## GIVEN DATA:
//! Component builder.

use crate::attributes::AttributeStore;
use crate::mapping::{MemberMapping, MemberParts, NotFlag};
use crate::model::{ComponentAttr, ComponentMapping, TypeName};

/// Builder for a component: a value object mapped into its owner's table.
#[derive(Debug, Clone)]
pub struct ComponentPart {
    attributes: AttributeStore<ComponentAttr>,
    members: MemberParts,
    not: NotFlag,
}

impl ComponentPart {
    pub(crate) fn new(name: impl Into<String>) -> Self {
        let mut attributes = AttributeStore::new();
        attributes.set(ComponentAttr::Name, name.into());
        Self {
            attributes,
            members: MemberParts::default(),
            not: NotFlag::default(),
        }
    }

    fn store(&mut self) -> &mut AttributeStore<ComponentAttr> {
        &mut self.attributes
    }

    /// Inverts the next boolean setter.
    pub fn not(&mut self) -> &mut Self {
        self.not.toggle();
        self
    }

    access_setter!(set: ComponentAttr::Access);

    text_setters! { set:
        /// Component class name.
        component_class => ComponentAttr::Class;
    }

    flag_setters! { set:
        insert => ComponentAttr::Insert;
        update => ComponentAttr::Update;
        unique => ComponentAttr::Unique;
        optimistic_lock => ComponentAttr::OptimisticLock;
        lazy_load => ComponentAttr::Lazy;
    }

    pub(crate) fn build(&self, owner: &TypeName) -> ComponentMapping {
        ComponentMapping::new(self.attributes.clone(), owner.clone(), self.members.build(owner))
    }
}

impl MemberMapping for ComponentPart {
    fn member_parts(&mut self) -> &mut MemberParts {
        &mut self.members
    }
}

## WORK ORDER:
Say the number of data lines holding "ComponentPart", without any other words.

## ANSWER TO THE PROBLEM:
3